● TASK BRIEF
Each line from the first down to the one containing "#[serde(default)]" should be returned exactly as it appears below.

━━ SUPPLIED INFORMATION

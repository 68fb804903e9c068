//! Confidence gate
//!
//! A node of the orbit taxonomy is admitted for a subgroup when enough of the
//! whole population shares the attribute (support) and more than half of the
//! subgroup does (confidence):
//!
//! ```text
//! support    = intersection / population
//! confidence = intersection / subgroup
//! admit      = support > min_support_count / population
//!              && confidence > min_confidence
//! ```
//!
//! With the default thresholds the support test reduces to "more than ten
//! intersecting missions", independent of population size.

use serde::{Deserialize, Serialize};

/// Gate thresholds
#[derive(Debug, Clone, Copy, PartialEq, Serialize, Deserialize)]
#[serde(default)]
pub struct GateThresholds {
    /// Minimum number of intersecting missions, expressed as a count
    pub min_support_count: f64,
    /// Minimum fraction of the subgroup sharing the attribute
    pub min_confidence: f64,
}

impl Default for GateThresholds {
    fn default() -> Self {
        Self {
            min_support_count: 10.0,
            min_confidence: 0.5,
        }
    }
}

/// The three counts a gate decision depends on
#[derive(Debug, Clone, Copy, PartialEq, Eq)]
pub struct GateCounts {
    pub population: usize,
    pub subgroup: usize,
    pub intersection: usize,
}

impl GateCounts {
    pub fn new(population: usize, subgroup: usize, intersection: usize) -> Self {
        Self {
            population,
            subgroup,
            intersection,
        }
    }

    /// `intersection / population`, 0 for an empty population
    pub fn support(&self) -> f64 {
        ratio(self.intersection, self.population)
    }

    /// `intersection / subgroup`, 0 for an empty subgroup
    pub fn confidence(&self) -> f64 {
        ratio(self.intersection, self.subgroup)
    }
}

fn ratio(numerator: usize, denominator: usize) -> f64 {
    if denominator == 0 {
        0.0
    } else {
        numerator as f64 / denominator as f64
    }
}

impl GateThresholds {
    /// Decide whether a node is admitted
    ///
    /// An empty population never admits anything.
    pub fn admit(&self, counts: GateCounts) -> bool {
        if counts.population == 0 {
            return false;
        }
        let min_support = self.min_support_count / counts.population as f64;
        counts.support() > min_support && counts.confidence() > self.min_confidence
    }
}

/// Gate decision with the default thresholds
pub fn admit(population: usize, subgroup: usize, intersection: usize) -> bool {
    GateThresholds::default().admit(GateCounts::new(population, subgroup, intersection))
}

#[cfg(test)]
mod tests {
    use super::*;
    use proptest::prelude::*;

    #[test]
    fn test_worked_examples() {
        assert!(admit(100, 20, 15));
        assert!(!admit(100, 20, 10));
        assert!(!admit(1000, 40, 18));
        assert!(admit(1000, 40, 21));
        assert!(!admit(0, 0, 0));
    }

    #[test]
    fn test_empty_subgroup_is_rejected() {
        assert!(!admit(50, 0, 0));
    }

    #[test]
    fn test_exactly_half_is_rejected() {
        assert!(!admit(100, 30, 15));
        assert!(admit(100, 29, 15));
    }

    #[test]
    fn test_custom_thresholds() {
        let gate = GateThresholds {
            min_support_count: 2.0,
            min_confidence: 0.25,
        };
        assert!(gate.admit(GateCounts::new(10, 8, 3)));
        assert!(!gate.admit(GateCounts::new(10, 8, 2)));
    }

    #[test]
    fn test_ratios_with_empty_denominators() {
        let counts = GateCounts::new(0, 0, 0);
        assert_eq!(counts.support(), 0.0);
        assert_eq!(counts.confidence(), 0.0);
    }

    proptest! {
        #[test]
        fn prop_default_gate_needs_more_than_ten(
            population in 1usize..5000,
            subgroup in 0usize..500,
            intersection in 0usize..500,
        ) {
            let subgroup = subgroup.min(population);
            let intersection = intersection.min(subgroup);
            let expected = intersection > 10 && 2 * intersection > subgroup;
            prop_assert_eq!(admit(population, subgroup, intersection), expected);
        }

        #[test]
        fn prop_empty_population_never_admits(subgroup in 0usize..100, intersection in 0usize..100) {
            prop_assert!(!admit(0, subgroup, intersection));
        }
    }
}
//! Seed importer orchestration
//!
//! Parses and validates a seed, converts its records into catalog models and
//! upserts them in one transaction together with provenance events.

use crate::errors::{from_rusqlite, io_error, Result};
use crate::repo::SqliteRepo;
use crate::seed::format_v0::SeedV0;
use crate::seed::provenance::{emit_applied, emit_completed, emit_started};
use crate::seed::{compute_seed_digest, parse_seed_file_with_db, parse_seed_str_with_db};
use ceosdb_core::model::DEFAULT_INSTRUMENT_TYPES;
use rusqlite::Connection;
use serde::Serialize;
use std::path::{Path, PathBuf};
use tracing::debug;
use uuid::Uuid;

/// Summary of one seed import
#[derive(Debug, Clone, PartialEq, Eq, Serialize)]
pub struct ImportReport {
    pub seed_digest: String,
    /// Correlation id of the provenance events written by this import
    pub correlation_id: String,
    pub agencies: usize,
    pub instrument_types: usize,
    pub measurements: usize,
    pub missions: usize,
    pub instruments: usize,
}

/// Import a seed file into the database
///
/// 1. Parses and validates the seed (references may resolve against the database)
/// 2. Computes the seed digest
/// 3. Converts raw records, deriving mission orbit classes
/// 4. Upserts everything within one transaction, with provenance events
///
/// On error nothing is written.
pub fn import_seed(path: &Path, conn: &mut Connection) -> Result<ImportReport> {
    let seed = parse_seed_file_with_db(path, Some(&*conn))?;
    import_parsed(&seed, conn)
}

/// Import a seed held in memory
pub fn import_seed_str(content: &str, conn: &mut Connection) -> Result<ImportReport> {
    let seed = parse_seed_str_with_db(content, Some(&*conn))?;
    import_parsed(&seed, conn)
}

/// Resolve a seed path to the files to import
///
/// A file is returned as-is; a directory yields its `.yaml`/`.yml` entries
/// sorted by file name. Subdirectories are not searched.
pub fn seed_files(path: &Path) -> Result<Vec<PathBuf>> {
    if !path.is_dir() {
        return Ok(vec![path.to_path_buf()]);
    }

    let mut files = Vec::new();
    for entry in std::fs::read_dir(path).map_err(|e| io_error("seed_files", e))? {
        let entry_path = entry.map_err(|e| io_error("seed_files", e))?.path();
        let is_yaml = entry_path
            .extension()
            .and_then(|ext| ext.to_str())
            .is_some_and(|ext| ext == "yaml" || ext == "yml");
        if entry_path.is_file() && is_yaml {
            files.push(entry_path);
        }
    }
    files.sort();
    Ok(files)
}

fn import_parsed(seed: &SeedV0, conn: &mut Connection) -> Result<ImportReport> {
    let seed_digest = compute_seed_digest(seed)?;
    let correlation_id = Uuid::now_v7().to_string();

    let agencies: Vec<_> = seed.agencies.iter().map(|a| a.to_agency()).collect();
    let measurements: Vec<_> = seed.measurements.iter().map(|m| m.to_measurement()).collect();
    let missions = seed
        .missions
        .iter()
        .map(|m| m.to_mission())
        .collect::<Result<Vec<_>>>()?;
    let instruments: Vec<_> = seed.instruments.iter().map(|i| i.to_instrument()).collect();

    let tx = conn.transaction().map_err(from_rusqlite)?;

    emit_started(&tx, &correlation_id, &seed_digest)?;

    let type_names: Vec<&str> = DEFAULT_INSTRUMENT_TYPES
        .iter()
        .copied()
        .chain(seed.instrument_types.iter().map(|name| name.trim()))
        .collect();
    for name in &type_names {
        SqliteRepo::persist_instrument_type(&tx, name)?;
    }
    emit_applied(&tx, &correlation_id, "instrument_types", type_names.len())?;

    for agency in &agencies {
        SqliteRepo::persist_agency(&tx, agency)?;
    }
    emit_applied(&tx, &correlation_id, "agencies", agencies.len())?;

    for measurement in &measurements {
        SqliteRepo::persist_measurement(&tx, measurement)?;
    }
    emit_applied(&tx, &correlation_id, "measurements", measurements.len())?;

    for mission in &missions {
        debug!(
            mission_id = mission.id,
            orbit_type = mission.classes.orbit_type.as_ref().map(|t| t.as_str()),
            "persisting mission"
        );
        SqliteRepo::persist_mission(&tx, mission)?;
    }
    emit_applied(&tx, &correlation_id, "missions", missions.len())?;

    for instrument in &instruments {
        SqliteRepo::persist_instrument(&tx, instrument)?;
    }
    emit_applied(&tx, &correlation_id, "instruments", instruments.len())?;

    emit_completed(&tx, &correlation_id, &seed_digest)?;

    tx.commit().map_err(from_rusqlite)?;

    debug!(seed_digest = %seed_digest, "seed import committed");

    Ok(ImportReport {
        seed_digest,
        correlation_id,
        agencies: agencies.len(),
        instrument_types: seed.instrument_types.len(),
        measurements: measurements.len(),
        missions: missions.len(),
        instruments: instruments.len(),
    })
}

#[cfg(test)]
mod tests {
    use super::*;
    use crate::db::open_in_memory;
    use crate::repo::CatalogTable;
    use crate::seed::provenance::count_events;

    const SEED: &str = r#"
schema_version: 0
agencies:
  - id: 1
    name: ESA
missions:
  - id: 10
    name: Sentinel-3A
    agencies: [1]
    orbit:
      type: Sun-synchronous
      altitude: "814 km"
instruments:
  - id: 100
    name: SRAL
    technology: Radar altimeter
    types: ["Radar altimeters"]
    missions: [10]
"#;

    #[test]
    fn test_import_writes_records_and_provenance() {
        let mut conn = open_in_memory().unwrap();

        let report = import_seed_str(SEED, &mut conn).unwrap();

        assert_eq!(report.missions, 1);
        assert_eq!(report.instruments, 1);
        assert_eq!(SqliteRepo::count(&conn, CatalogTable::Missions).unwrap(), 1);
        // started + 5 applied + completed
        assert_eq!(count_events(&conn, &report.correlation_id).unwrap(), 7);
    }

    #[test]
    fn test_default_types_always_registered() {
        let mut conn = open_in_memory().unwrap();
        import_seed_str("schema_version: 0\n", &mut conn).unwrap();

        for name in DEFAULT_INSTRUMENT_TYPES {
            assert!(SqliteRepo::instrument_type_exists(&conn, name).unwrap());
        }
    }

    #[test]
    fn test_reimport_is_an_upsert() {
        let mut conn = open_in_memory().unwrap();
        let first = import_seed_str(SEED, &mut conn).unwrap();
        let second = import_seed_str(SEED, &mut conn).unwrap();

        assert_eq!(first.seed_digest, second.seed_digest);
        assert_ne!(first.correlation_id, second.correlation_id);
        assert_eq!(SqliteRepo::count(&conn, CatalogTable::Missions).unwrap(), 1);
        assert_eq!(SqliteRepo::count(&conn, CatalogTable::Instruments).unwrap(), 1);
    }

    #[test]
    fn test_seed_files_sorted_yaml_only() {
        let dir = tempfile::tempdir().unwrap();
        for name in ["b.yml", "a.yaml", "notes.txt"] {
            std::fs::write(dir.path().join(name), "schema_version: 0\n").unwrap();
        }

        let files = seed_files(dir.path()).unwrap();
        let names: Vec<_> = files
            .iter()
            .map(|p| p.file_name().unwrap().to_str().unwrap().to_string())
            .collect();
        assert_eq!(names, vec!["a.yaml", "b.yml"]);
    }

    #[test]
    fn test_bad_quantity_writes_nothing() {
        let mut conn = open_in_memory().unwrap();
        let yaml = r#"
schema_version: 0
missions:
  - id: 10
    name: Broken
    orbit:
      altitude: "very high"
"#;

        assert!(import_seed_str(yaml, &mut conn).is_err());
        assert_eq!(SqliteRepo::count(&conn, CatalogTable::Missions).unwrap(), 0);
        let events: i64 = conn
            .query_row("SELECT COUNT(*) FROM provenance_events", [], |row| row.get(0))
            .unwrap();
        assert_eq!(events, 0);
    }
}
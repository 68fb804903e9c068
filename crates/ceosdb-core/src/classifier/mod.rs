//! Hierarchical, confidence-gated orbit classification

pub mod gate;
pub mod label;
pub mod orchestrator;
pub mod walker;

pub use gate::{admit, GateCounts, GateThresholds};
pub use label::{AltitudeRefinement, LeoRefinement, OrbitLabel, RepeatCycleLabel};
pub use orchestrator::{classify_all, GroupOrchestrator};
pub use walker::DecisionTreeWalker;
//! Provenance event tracking for seed imports
//!
//! Records events in the provenance_events table

use crate::errors::{from_rusqlite, Result};
use rusqlite::Connection;
use serde_json::Value;

/// Provenance event kind
#[derive(Debug, Clone, Copy, PartialEq, Eq)]
pub enum ProvenanceKind {
    /// Seed import started
    ImportStarted,
    /// Records of one kind written
    RecordsApplied,
    /// Seed import completed
    ImportCompleted,
}

impl ProvenanceKind {
    pub fn as_str(&self) -> &'static str {
        match self {
            ProvenanceKind::ImportStarted => "seed_import_started",
            ProvenanceKind::RecordsApplied => "seed_records_applied",
            ProvenanceKind::ImportCompleted => "seed_import_completed",
        }
    }
}

/// Emit a provenance event
///
/// Takes a `&Connection` so the event lands in whatever transaction the
/// caller has open.
pub fn emit_event(
    conn: &Connection,
    kind: ProvenanceKind,
    correlation_id: &str,
    metadata: Option<Value>,
) -> Result<()> {
    let now = chrono::Utc::now().timestamp();
    let metadata = metadata.unwrap_or_else(|| Value::Object(Default::default()));

    conn.execute(
        "INSERT INTO provenance_events (kind, correlation_id, timestamp, metadata) VALUES (?1, ?2, ?3, ?4)",
        rusqlite::params![kind.as_str(), correlation_id, now, metadata.to_string()],
    )
    .map_err(from_rusqlite)?;

    Ok(())
}

/// Emit "seed import started" event
pub fn emit_started(conn: &Connection, correlation_id: &str, seed_digest: &str) -> Result<()> {
    emit_event(
        conn,
        ProvenanceKind::ImportStarted,
        correlation_id,
        Some(serde_json::json!({
            "seed_digest": seed_digest,
        })),
    )
}

/// Emit "records applied" event for one record kind
pub fn emit_applied(
    conn: &Connection,
    correlation_id: &str,
    record_kind: &str,
    count: usize,
) -> Result<()> {
    emit_event(
        conn,
        ProvenanceKind::RecordsApplied,
        correlation_id,
        Some(serde_json::json!({
            "record_kind": record_kind,
            "count": count,
        })),
    )
}

/// Emit "seed import completed" event
pub fn emit_completed(conn: &Connection, correlation_id: &str, seed_digest: &str) -> Result<()> {
    emit_event(
        conn,
        ProvenanceKind::ImportCompleted,
        correlation_id,
        Some(serde_json::json!({
            "seed_digest": seed_digest,
        })),
    )
}

/// Number of provenance events recorded under a correlation id
pub fn count_events(conn: &Connection, correlation_id: &str) -> Result<usize> {
    let count: i64 = conn
        .query_row(
            "SELECT COUNT(*) FROM provenance_events WHERE correlation_id = ?1",
            [correlation_id],
            |row| row.get(0),
        )
        .map_err(from_rusqlite)?;
    Ok(usize::try_from(count).unwrap_or_default())
}
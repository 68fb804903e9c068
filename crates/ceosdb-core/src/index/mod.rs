pub mod condition;
pub mod mission_index;
pub mod profile;

pub use condition::AttributeCondition;
pub use mission_index::MissionAttributeIndex;
pub use profile::SubgroupProfile;
use chrono::{NaiveDate, NaiveTime};
use serde::{Deserialize, Serialize};

use super::derive;
use super::orbit::{AltitudeClass, InclinationClass, LstClass, OrbitType, RepeatCycleClass};

/// Mission - one platform record from the handbook
///
/// Carries the raw orbit values as published and the categorical classes
/// derived from them. The classifier only reads the classes.
#[derive(Debug, Clone, PartialEq, Serialize, Deserialize)]
pub struct Mission {
    /// Handbook mission id
    pub id: i64,

    /// Short name
    pub name: String,

    pub full_name: Option<String>,
    pub status: Option<String>,
    pub launch_date: Option<NaiveDate>,
    pub eol_date: Option<NaiveDate>,
    pub applications: Option<String>,

    /// Owning agencies
    pub agency_ids: Vec<i64>,

    /// Raw orbit values
    pub orbit: OrbitDetails,

    /// Categorical orbit attributes
    pub classes: OrbitClasses,
}

/// Raw orbit values as published
#[derive(Debug, Clone, Default, PartialEq, Serialize, Deserialize)]
pub struct OrbitDetails {
    pub orbit_type: Option<OrbitType>,
    pub period: Option<String>,
    pub sense: Option<String>,
    pub inclination_deg: Option<f64>,
    pub altitude_km: Option<f64>,
    pub longitude: Option<String>,
    pub lst: Option<NaiveTime>,
    pub repeat_cycle_days: Option<f64>,
}

/// Categorical orbit attributes, all nullable
#[derive(Debug, Clone, Default, PartialEq, Eq, Serialize, Deserialize)]
pub struct OrbitClasses {
    pub orbit_type: Option<OrbitType>,
    pub inclination: Option<InclinationClass>,
    pub altitude: Option<AltitudeClass>,
    pub lst: Option<LstClass>,
    /// `None` means the mission has no repeat cycle
    pub repeat_cycle: Option<RepeatCycleClass>,
}

impl OrbitDetails {
    /// Derive the categorical classes from these raw values
    pub fn derive_classes(&self) -> OrbitClasses {
        OrbitClasses {
            orbit_type: self.orbit_type.clone(),
            inclination: self.inclination_deg.map(derive::inclination_class),
            altitude: self.altitude_km.map(derive::altitude_class),
            lst: self.lst.and_then(derive::lst_class),
            repeat_cycle: self.repeat_cycle_days.map(derive::repeat_cycle_class),
        }
    }
}

impl Mission {
    /// Create a mission with no orbit data
    pub fn new(id: i64, name: impl Into<String>) -> Self {
        Self {
            id,
            name: name.into(),
            full_name: None,
            status: None,
            launch_date: None,
            eol_date: None,
            applications: None,
            agency_ids: Vec::new(),
            orbit: OrbitDetails::default(),
            classes: OrbitClasses::default(),
        }
    }

    /// Set raw orbit values and re-derive the classes from them
    pub fn with_orbit(mut self, orbit: OrbitDetails) -> Self {
        self.classes = orbit.derive_classes();
        self.orbit = orbit;
        self
    }

    /// Set the classes directly, leaving raw values untouched
    pub fn with_classes(mut self, classes: OrbitClasses) -> Self {
        self.classes = classes;
        self
    }

    /// Whether the mission counts towards the classifier population
    pub fn has_known_orbit_type(&self) -> bool {
        self.classes
            .orbit_type
            .as_ref()
            .is_some_and(OrbitType::is_known)
    }
}

#[cfg(test)]
mod tests {
    use super::*;

    #[test]
    fn test_with_orbit_derives_classes() {
        let mission = Mission::new(1, "SAT-1").with_orbit(OrbitDetails {
            orbit_type: Some(OrbitType::SunSynchronous),
            inclination_deg: Some(98.2),
            altitude_km: Some(705.0),
            lst: NaiveTime::from_hms_opt(10, 30, 0),
            repeat_cycle_days: Some(16.0),
            ..OrbitDetails::default()
        });

        assert_eq!(mission.classes.inclination, Some(InclinationClass::NearPolar));
        assert_eq!(mission.classes.altitude, Some(AltitudeClass::High));
        assert_eq!(mission.classes.lst, Some(LstClass::Am));
        assert_eq!(mission.classes.repeat_cycle, Some(RepeatCycleClass::Long));
        assert!(mission.has_known_orbit_type());
    }

    #[test]
    fn test_tbd_and_missing_orbit_types_are_outside_population() {
        let tbd = Mission::new(2, "TBD-SAT").with_classes(OrbitClasses {
            orbit_type: Some(OrbitType::Tbd),
            ..OrbitClasses::default()
        });
        let unknown = Mission::new(3, "NO-ORBIT");
        assert!(!tbd.has_known_orbit_type());
        assert!(!unknown.has_known_orbit_type());
    }
}
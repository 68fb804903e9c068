//! CEOS DB Engine - Orchestration layer
//!
//! Provides high-level command orchestration that coordinates the
//! classification kernel in `ceosdb-core` with the SQLite store.

pub mod commands;

pub use commands::engine_command::{apply_engine_command, EngineCommand, EngineCommandResult};
pub use commands::engine_query::{apply_engine_query, EngineQuery, EngineQueryResult};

━━━━

● FINAL ANSWER
repository 68fb804903e9c068
//! Confidence gate
//!
//! A node of the orbit taxonomy is admitted for a subgroup when enough of the
//! whole population shares the attribute (support) and more than half of the
//! subgroup does (confidence):
//!
//! ```text
//! support    = intersection / population
//! confidence = intersection / subgroup
//! admit      = support > min_support_count / population
//!              && confidence > min_confidence
//! ```
//!
//! With the default thresholds the support test reduces to "more than ten
//! intersecting missions", independent of population size.

use serde::{Deserialize, Serialize};

/// Gate thresholds
#[derive(Debug, Clone, Copy, PartialEq, Serialize, Deserialize)]
#[serde(default)]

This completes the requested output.